- Born: 4 April 1963 (age 63) Marseille, France
- Culinary career
- Rating Michelin stars ;
- Current restaurants La Malthazar (Marseille); Le Poulpe (Marseille); ;
- Previous restaurants Côté Théâtre (Perpignan); Le Saint-James (Bouliac); ;
- Website: www.malthazar.com www.lepoulpe-marseille.com

= Michel Portos =

French chef

Michel Portos (born 4 April 1963) is a French chef, two stars at the Guide Michelin.

== Early life and education ==
Miche Portos was born in Marseille, the son of an accountant father and a shopkeeper mother. He became passionated by cooking since his childhood from his mother who, despite a busy timetable, alwayes used to prepare him dishes. However, he first managed a career as a diver or a biker at the Gendarmerie Nationale.
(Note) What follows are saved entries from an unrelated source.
#[cfg(test)]
mod tests {
    use std::sync::Arc;

    use classdesk_core::Permission;

    use super::*;

    fn role(name: &str) -> RoleName {
        RoleName::parse(name).unwrap()
    }

    fn set(permissions: &[Permission]) -> PermissionSet {
        permissions.iter().copied().collect()
    }

    #[tokio::test]
    async fn test_unknown_role_has_no_permissions() {
        let store = InMemoryRbacStore::new();
        let permissions = store.get_permissions(&role("Ghost")).await.unwrap();
        assert!(permissions.is_empty());
    }

    #[tokio::test]
    async fn test_replace_then_read_returns_exact_set() {
        let store = InMemoryRbacStore::new();
        let teacher = role("Teacher");
        store.create_role(&teacher).await.unwrap();

        let first = set(&[Permission::CreateAssignment, Permission::GradeAssignment]);
        store.replace_permissions(&teacher, &first).await.unwrap();
        assert_eq!(store.get_permissions(&teacher).await.unwrap(), first);

        let second = set(&[Permission::GradeAssignment]);
        store.replace_permissions(&teacher, &second).await.unwrap();
        assert_eq!(store.get_permissions(&teacher).await.unwrap(), second);

        store
            .replace_permissions(&teacher, &PermissionSet::new())
            .await
            .unwrap();
        assert!(store.get_permissions(&teacher).await.unwrap().is_empty());
    }

    #[tokio::test]
    async fn test_replace_unknown_role_fails_without_side_effects() {
        let store = InMemoryRbacStore::new();
        let teacher = role("Teacher");
        store.create_role(&teacher).await.unwrap();
        store
            .replace_permissions(&teacher, &set(&[Permission::ViewAssignments]))
            .await
            .unwrap();

        let result = store
            .replace_permissions(&role("Janitor"), &set(&[Permission::ManageUsers]))
            .await;
        assert!(matches!(result, Err(StoreError::RoleNotFound(r)) if r.as_str() == "Janitor"));

        assert_eq!(store.list_roles().await.unwrap(), vec![teacher.clone()]);
        assert_eq!(
            store.get_permissions(&teacher).await.unwrap(),
            set(&[Permission::ViewAssignments])
        );
    }

    #[tokio::test]
    async fn test_replace_keeps_other_claim_types() {
        let store = InMemoryRbacStore::new();
        let admin = role("Admin");
        store.create_role(&admin).await.unwrap();
        store
            .add_claim(&admin, RoleClaim::new("display_color", "red"))
            .await
            .unwrap();
        store
            .replace_permissions(&admin, &set(&[Permission::ManageUsers]))
            .await
            .unwrap();
        store
            .replace_permissions(&admin, &set(&[Permission::ManageRoles]))
            .await
            .unwrap();

        assert_eq!(
            store.claims_of(&admin).await,
            vec![
                RoleClaim::new("display_color", "red"),
                RoleClaim::permission(Permission::ManageRoles),
            ]
        );
    }

    #[tokio::test]
    async fn test_unknown_permission_claim_grants_nothing() {
        let store = InMemoryRbacStore::new();
        let admin = role("Admin");
        store.create_role(&admin).await.unwrap();
        store
            .add_claim(&admin, RoleClaim::new("permission", "DropDatabase"))
            .await
            .unwrap();
        store
            .add_claim(&admin, RoleClaim::permission(Permission::ManageUsers))
            .await
            .unwrap();

        assert_eq!(
            store.get_permissions(&admin).await.unwrap(),
            set(&[Permission::ManageUsers])
        );
    }

    #[tokio::test]
    async fn test_create_role_is_idempotent() {
        let store = InMemoryRbacStore::new();
        assert!(store.create_role(&role("Student")).await.unwrap());
        assert!(!store.create_role(&role("Student")).await.unwrap());
        assert!(store.role_exists(&role("Student")).await.unwrap());
        assert!(!store.role_exists(&role("student")).await.unwrap());
    }

    #[tokio::test]
    async fn test_list_roles_is_sorted() {
        let store = InMemoryRbacStore::new();
        for name in ["Teacher", "Admin", "Student"] {
            store.create_role(&role(name)).await.unwrap();
        }
        assert_eq!(
            store.list_roles().await.unwrap(),
            vec![role("Admin"), role("Student"), role("Teacher")]
        );
    }

    #[tokio::test]
    async fn test_replace_roles_is_total() {
        let store = InMemoryRbacStore::new();
        for name in ["Teacher", "Student"] {
            store.create_role(&role(name)).await.unwrap();
        }
        let user = store.upsert_user("u@test.com", None).await.unwrap();

        store
            .replace_roles(user.id, &BTreeSet::from([role("Teacher")]))
            .await
            .unwrap();
        store
            .replace_roles(user.id, &BTreeSet::from([role("Student")]))
            .await
            .unwrap();

        assert_eq!(store.roles_of(user.id).await.unwrap(), vec![role("Student")]);
    }

    #[tokio::test]
    async fn test_replace_roles_rejects_unknown_user_and_role() {
        let store = InMemoryRbacStore::new();
        store.create_role(&role("Teacher")).await.unwrap();
        let user = store.upsert_user("u@test.com", None).await.unwrap();
        store
            .replace_roles(user.id, &BTreeSet::from([role("Teacher")]))
            .await
            .unwrap();

        let missing_user = Uuid::new_v4();
        assert!(matches!(
            store.replace_roles(missing_user, &BTreeSet::new()).await,
            Err(StoreError::UserNotFound(id)) if id == missing_user
        ));

        let result = store
            .replace_roles(user.id, &BTreeSet::from([role("Teacher"), role("Wizard")]))
            .await;
        assert!(matches!(result, Err(StoreError::RoleNotFound(r)) if r.as_str() == "Wizard"));
        assert_eq!(store.roles_of(user.id).await.unwrap(), vec![role("Teacher")]);
    }

    #[tokio::test]
    async fn test_upsert_user_returns_existing() {
        let store = InMemoryRbacStore::new();
        let first = store
            .upsert_user("admin@test.com", Some("System Administrator"))
            .await
            .unwrap();
        let second = store.upsert_user("admin@test.com", None).await.unwrap();
        assert_eq!(first, second);

        let found = store.find_user_by_email("admin@test.com").await.unwrap();
        assert_eq!(found, Some(first));
        assert!(store.find_user_by_email("nobody@test.com").await.unwrap().is_none());
    }

    #[tokio::test]
    async fn test_list_users_sorted_by_email() {
        let store = InMemoryRbacStore::new();
        store.create_role(&role("Student")).await.unwrap();
        let zed = store.upsert_user("zed@test.com", None).await.unwrap();
        store.upsert_user("amy@test.com", None).await.unwrap();
        store
            .replace_roles(zed.id, &BTreeSet::from([role("Student")]))
            .await
            .unwrap();

        let users = store.list_users().await.unwrap();
        assert_eq!(users.len(), 2);
        assert_eq!(users[0].user.email, "amy@test.com");
        assert!(users[0].roles.is_empty());
        assert_eq!(users[1].roles, vec![role("Student")]);
    }

    #[tokio::test(flavor = "multi_thread", worker_threads = 4)]
    async fn test_readers_never_observe_partial_replacement() {
        let store = Arc::new(InMemoryRbacStore::new());
        let teacher = role("Teacher");
        store.create_role(&teacher).await.unwrap();

        let old = set(&[
            Permission::CreateAssignment,
            Permission::EditAssignment,
            Permission::DeleteAssignment,
        ]);
        let new = set(&[Permission::GradeAssignment, Permission::ViewStudentSubmissions]);
        store.replace_permissions(&teacher, &old).await.unwrap();

        let writer = {
            let store = Arc::clone(&store);
            let teacher = teacher.clone();
            let (old, new) = (old.clone(), new.clone());
            tokio::spawn(async move {
                for i in 0..500 {
                    let next = if i % 2 == 0 { &new } else { &old };
                    store.replace_permissions(&teacher, next).await.unwrap();
                    tokio::task::yield_now().await;
                }
            })
        };

        let readers: Vec<_> = (0..4)
            .map(|_| {
                let store = Arc::clone(&store);
                let teacher = teacher.clone();
                let (old, new) = (old.clone(), new.clone());
                tokio::spawn(async move {
                    for _ in 0..500 {
                        let seen = store.get_permissions(&teacher).await.unwrap();
                        assert!(seen == old || seen == new, "observed mixed set {seen:?}");
                        tokio::task::yield_now().await;
                    }
                })
            })
            .collect();

        writer.await.unwrap();
        for reader in readers {
            reader.await.unwrap();
        }
    }

    #[tokio::test(flavor = "multi_thread", worker_threads = 4)]
    async fn test_readers_never_observe_partial_membership() {
        let store = Arc::new(InMemoryRbacStore::new());
        for name in ["Admin", "Student", "Teacher"] {
            store.create_role(&role(name)).await.unwrap();
        }
        let user = store.upsert_user("u@test.com", None).await.unwrap();

        let one = BTreeSet::from([role("Teacher")]);
        let two = BTreeSet::from([role("Student"), role("Admin")]);
        store.replace_roles(user.id, &one).await.unwrap();

        let writer = {
            let store = Arc::clone(&store);
            let (one, two) = (one.clone(), two.clone());
            tokio::spawn(async move {
                for i in 0..500 {
                    let next = if i % 2 == 0 { &two } else { &one };
                    store.replace_roles(user.id, next).await.unwrap();
                    tokio::task::yield_now().await;
                }
            })
        };

        let expected_one: Vec<RoleName> = one.into_iter().collect();
        let expected_two: Vec<RoleName> = two.into_iter().collect();
        let readers: Vec<_> = (0..4)
            .map(|_| {
                let store = Arc::clone(&store);
                let (one, two) = (expected_one.clone(), expected_two.clone());
                tokio::spawn(async move {
                    for _ in 0..500 {
                        let seen = store.roles_of(user.id).await.unwrap();
                        assert!(seen == one || seen == two, "observed mixed roles {seen:?}");
                        tokio::task::yield_now().await;
                    }
                })
            })
            .collect();

        writer.await.unwrap();
        for reader in readers {
            reader.await.unwrap();
        }
    }
}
Despite the advice of his father who assigned him a career in accountancy or commerce, Michel Portos finally decided to fully dedicate himself on cooking. After obtaining his high school final exam, he started a training course at the hotel high school of Marseille and graduated with a CAP (Certificat d'Aptitude Professionnelle) in cooking in 1983.

== Career ==
Michel Portos began his career with internships in restaurants of the Bordeaux region, first at the Chapon Fin and then in 1986 at the Rouzic with the Michelin starred chef Michel Gautier. In 1989, he continued his training course in Toulouse at the restaurant Les Jardins de l'Opéra. It is in Roanne at the restaurant of the frères Troisgros that he will be trained to become a sous-chef for five years. In 1998, he founded his first restaurant Coté Théâtre in Perpignan, which obtained one star at the Guide Michelin in 2001. He became in 2002 the chef of the hotel-restaurant Le Saint-James in Bouliac, where he permitted the establishment to obtain its second Michelin star in 2009. Michel Portos was named "Cuisinier de l'année" in 2012 by the Gault Millau. The same year, he left the Bordeaux region and Le Saint-James to establish in Marseille, where he founded his second restaurant Le Malthazar. He founded in 2014 a second restaurant in Marseille named Le Poulpe, located at the Old Port.